**DIRECTIONS**
Transcribe exactly the lines from the one containing "#[command(author, version, about, long_about" through the end of the entries, including both the first and the last, and nothing else.

**INPUT MATERIAL**
......

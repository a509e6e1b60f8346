//! Implementation of the `litepack source` command.

use anyhow::{Context, Result};

use litepack_lib::provision::HttpDownloader;

use super::{RecipeArgs, runtime};
use crate::output::{OutputFormat, print_json, print_provision_report, print_stat};

/// Fetch the Bazel installer, triSYCL and the TensorFlow sources into the
/// work directory. Anything already present is left alone.
pub fn cmd_source(args: &RecipeArgs, format: OutputFormat) -> Result<()> {
  let recipe = args.recipe()?;
  let downloader = HttpDownloader::new();

  let report = runtime()?
    .block_on(recipe.source(&downloader))
    .context("Failed to fetch sources")?;

  if format.is_json() {
    return print_json(&report);
  }

  print_provision_report(&report);
  print_stat("Work dir", &recipe.config.work_dir.display().to_string());
  Ok(())
}
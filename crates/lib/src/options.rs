//! Build option derivation.
//!
//! Translates a `Platform` plus `Features` into the environment consumed by
//! TensorFlow's `configure.py` and the flags passed to `bazel build`. Nothing
//! here touches the filesystem or spawns processes.

use std::collections::BTreeMap;
use std::path::Path;

use serde::Serialize;

use crate::consts::{GPU_LIB, GPU_TARGET, PRIMARY_LIB, PRIMARY_TARGET};
use crate::platform::{Arch, BuildType, Features, Os, Platform, StdLib};
use crate::tool::Invocation;
use crate::toolchain::Toolchain;

/// Flags passed to every `bazel build`.
pub const BASE_BUILD_FLAGS: [&str; 3] = [
  "--config=v2",
  "--cxxopt=--std=c++11",
  "--define=no_tensorflow_py_deps=true",
];

/// Accelerator backends switched off unless a rule turns one back on.
const DISABLED_BACKENDS: [&str; 7] = [
  "TF_ENABLE_XLA",
  "TF_NEED_OPENCL_SYCL",
  "TF_NEED_ROCM",
  "TF_NEED_CUDA",
  "TF_NEED_MPI",
  "TF_DOWNLOAD_CLANG",
  "TF_SET_ANDROID_WORKSPACE",
];

/// Options derived for one build.
#[derive(Debug, Clone, Default, PartialEq, Eq, Serialize)]
pub struct BuildOptions {
  /// Environment for the non-interactive `configure.py` run.
  pub env: BTreeMap<String, String>,
  /// Compilation mode flags (`--config=opt` or `--compilation_mode=dbg`).
  pub mode_flags: Vec<String>,
  /// Platform-specific flags appended to `bazel build`.
  pub extra_flags: Vec<String>,
}

impl BuildOptions {
  /// Single `bazel build` call over every target.
  pub fn build_invocation(&self, bazel: &str, features: &Features) -> Invocation {
    Invocation::new(bazel)
      .arg("build")
      .args(BASE_BUILD_FLAGS)
      .args(self.mode_flags.iter().cloned())
      .args(self.extra_flags.iter().cloned())
      .args(targets(features))
      .arg("--verbose_failures")
  }
}

/// Derive the option set for `platform`.
///
/// `python` becomes `PYTHON_BIN_PATH`; `sycl_dir` is the extracted triSYCL
/// tree used for OpenCL on Android.
pub fn derive_options(
  platform: &Platform,
  features: &Features,
  toolchain: &Toolchain,
  python: &str,
  sycl_dir: &Path,
) -> BuildOptions {
  let mut env = BTreeMap::new();
  let mut extra_flags = Vec::new();

  env.insert("PYTHON_BIN_PATH".to_string(), python.to_string());
  env.insert("USE_DEFAULT_PYTHON_LIB_PATH".to_string(), "1".to_string());
  for key in DISABLED_BACKENDS {
    env.insert(key.to_string(), "0".to_string());
  }
  // configure.py prompts for iOS unless told up front
  env.insert(
    "TF_CONFIGURE_IOS".to_string(),
    (if platform.os == Os::Ios { "1" } else { "0" }).to_string(),
  );

  match platform.arch {
    Arch::Armv7 => extra_flags.push("--config=android_arm".to_string()),
    Arch::Armv8 => extra_flags.push("--config=android_arm64".to_string()),
    Arch::X86 | Arch::X86_64 if !platform.compiler.is_msvc() => {
      extra_flags.push("--linkopt=-latomic".to_string())
    }
    Arch::X86 | Arch::X86_64 => {}
  }

  let (cc, cxx) = toolchain.host_compilers(platform.compiler);
  env.insert("HOST_C_COMPILER".to_string(), cc);
  env.insert("HOST_CXX_COMPILER".to_string(), cxx);

  match toolchain.ndk_root() {
    Some(ndk) => {
      env.insert("ANDROID_NDK_HOME".to_string(), ndk.to_string_lossy().into_owned());
      env.insert("ANDROID_NDK_API_LEVEL".to_string(), toolchain.api_level().to_string());

      // OpenCL through triSYCL is the only accelerator available on Android
      env.insert("TF_NEED_OPENCL_SYCL".to_string(), "1".to_string());
      env.insert("TF_NEED_COMPUTECPP".to_string(), "0".to_string());
      env.insert(
        "TRISYCL_INCLUDE_DIR".to_string(),
        sycl_dir.join("include").to_string_lossy().into_owned(),
      );

      // NDK compilers reject -march=native
      env.insert("CC_OPT_FLAGS".to_string(), opt_flags(platform, true));
    }
    None => {
      if features.gpu {
        extra_flags.push("--cxxopt=-DMESA_EGL_NO_X11_HEADERS".to_string());
      }
      env.insert("CC_OPT_FLAGS".to_string(), opt_flags(platform, false));
    }
  }

  extra_flags.extend(stdlib_flags(platform));

  BuildOptions {
    env,
    mode_flags: mode_flags(platform.build_type),
    extra_flags,
  }
}

fn opt_flags(platform: &Platform, cross: bool) -> String {
  if platform.compiler.is_msvc() && !cross {
    return "/arch:AVX".to_string();
  }
  match (platform.build_type, cross) {
    (BuildType::Debug, _) => "-Wno-sign-compare -g".to_string(),
    (BuildType::Release, true) => "-Wno-sign-compare".to_string(),
    (BuildType::Release, false) => "-Wno-sign-compare -march=native".to_string(),
  }
}

fn mode_flags(build_type: BuildType) -> Vec<String> {
  match build_type {
    BuildType::Release => vec!["--config=opt".to_string()],
    BuildType::Debug => vec!["--compilation_mode=dbg".to_string()],
  }
}

fn stdlib_flags(platform: &Platform) -> Vec<String> {
  if platform.compiler.is_msvc() {
    return Vec::new();
  }

  let mut flags = Vec::new();
  if let Some(abi) = platform.stdlib.cxx11_abi() {
    flags.push(format!("--cxxopt=-D_GLIBCXX_USE_CXX11_ABI={}", abi));
  }
  if platform.compiler.is_clang() && platform.stdlib == StdLib::Libcxx {
    flags.push("--cxxopt=-stdlib=libc++".to_string());
    flags.push("--linkopt=-lc++".to_string());
  }
  flags
}

/// Bazel targets to build, primary library first.
pub fn targets(features: &Features) -> Vec<&'static str> {
  let mut targets = vec![PRIMARY_TARGET];
  if features.gpu {
    targets.push(GPU_TARGET);
  }
  targets
}

/// Library names consumers link against, primary library first.
pub fn link_names(features: &Features) -> Vec<&'static str> {
  let mut libs = vec![PRIMARY_LIB];
  if features.gpu {
    libs.push(GPU_LIB);
  }
  libs
}

/// Lines appended to the generated bazelrc when building with the NDK.
///
/// `configure.py` cannot express these itself without prompting.
pub fn ndk_bazelrc_lines(toolchain: &Toolchain) -> Vec<String> {
  match toolchain.ndk_root() {
    Some(ndk) => vec![
      format!("build --action_env ANDROID_NDK_HOME=\"{}\"", ndk.display()),
      format!("build --action_env ANDROID_NDK_API_LEVEL=\"{}\"", toolchain.api_level()),
    ],
    None => Vec::new(),
  }
}
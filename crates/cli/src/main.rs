mod cmd;
mod output;

use std::process::ExitCode;

use clap::{Parser, Subcommand};
use tracing_subscriber::EnvFilter;

use cmd::RecipeArgs;
use output::{OutputFormat, Status, print_status};

/// litepack - build and package TensorFlow Lite with Bazel
#[derive(Parser)]
#[command(name = "litepack")]
#[command(author, version, about, long_about = None)]
struct Cli {
  /// Enable verbose output
  #[arg(short, long, global = true)]
  verbose: bool,

  /// Output format
  #[arg(long, global = true, value_enum, default_value_t = OutputFormat::Text)]
  format: OutputFormat,

  #[command(flatten)]
  recipe: RecipeArgs,

  #[command(subcommand)]
  command: Commands,
}

#[derive(Subcommand)]
enum Commands {
  /// Fetch the Bazel installer, triSYCL and the TensorFlow sources
  Source,

  /// Patch, configure and build the libraries
  Build,

  /// Copy built libraries and headers into the package directory
  Package,

  /// Print the package's link names and directories
  Info,

  /// Show the configure environment and build command without running them
  Plan,

  /// Fetch, build and package
  Run,
}

fn main() -> ExitCode {
  let cli = Cli::parse();

  let default_level = if cli.verbose { "debug" } else { "info" };
  tracing_subscriber::fmt()
    .with_env_filter(EnvFilter::try_from_default_env().unwrap_or_else(|_| EnvFilter::new(default_level)))
    .with_writer(std::io::stderr)
    .without_time()
    .init();

  let result = match cli.command {
    Commands::Source => cmd::cmd_source(&cli.recipe, cli.format),
    Commands::Build => cmd::cmd_build(&cli.recipe, cli.format),
    Commands::Package => cmd::cmd_package(&cli.recipe, cli.format, cli.verbose),
    Commands::Info => cmd::cmd_info(&cli.recipe, cli.format),
    Commands::Plan => cmd::cmd_plan(&cli.recipe, cli.format),
    Commands::Run => cmd::cmd_run(&cli.recipe, cli.format, cli.verbose),
  };

  match result {
    Ok(()) => ExitCode::SUCCESS,
    Err(e) => {
      print_status(Status::Failed, &format!("{:#}", e));
      ExitCode::FAILURE
    }
  }
}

......

**RESPONSE**
#[command(author, version, about, long_about = None)]
struct Cli {
  /// Enable verbose output
  #[arg(short, long, global = true)]
  verbose: bool,

  /// Output format
  #[arg(long, global = true, value_enum, default_value_t = OutputFormat::Text)]
  format: OutputFormat,

  #[command(flatten)]
  recipe: RecipeArgs,

  #[command(subcommand)]
  command: Commands,
}

#[derive(Subcommand)]
enum Commands {
  /// Fetch the Bazel installer, triSYCL and the TensorFlow sources
  Source,

  /// Patch, configure and build the libraries
  Build,

  /// Copy built libraries and headers into the package directory
  Package,

  /// Print the package's link names and directories
  Info,

  /// Show the configure environment and build command without running them
  Plan,

  /// Fetch, build and package
  Run,
}

fn main() -> ExitCode {
  let cli = Cli::parse();

  let default_level = if cli.verbose { "debug" } else { "info" };
  tracing_subscriber::fmt()
    .with_env_filter(EnvFilter::try_from_default_env().unwrap_or_else(|_| EnvFilter::new(default_level)))
    .with_writer(std::io::stderr)
    .without_time()
    .init();

  let result = match cli.command {
    Commands::Source => cmd::cmd_source(&cli.recipe, cli.format),
    Commands::Build => cmd::cmd_build(&cli.recipe, cli.format),
    Commands::Package => cmd::cmd_package(&cli.recipe, cli.format, cli.verbose),
    Commands::Info => cmd::cmd_info(&cli.recipe, cli.format),
    Commands::Plan => cmd::cmd_plan(&cli.recipe, cli.format),
    Commands::Run => cmd::cmd_run(&cli.recipe, cli.format, cli.verbose),
  };

  match result {
    Ok(()) => ExitCode::SUCCESS,
    Err(e) => {
      print_status(Status::Failed, &format!("{:#}", e));
      ExitCode::FAILURE
    }
  }
}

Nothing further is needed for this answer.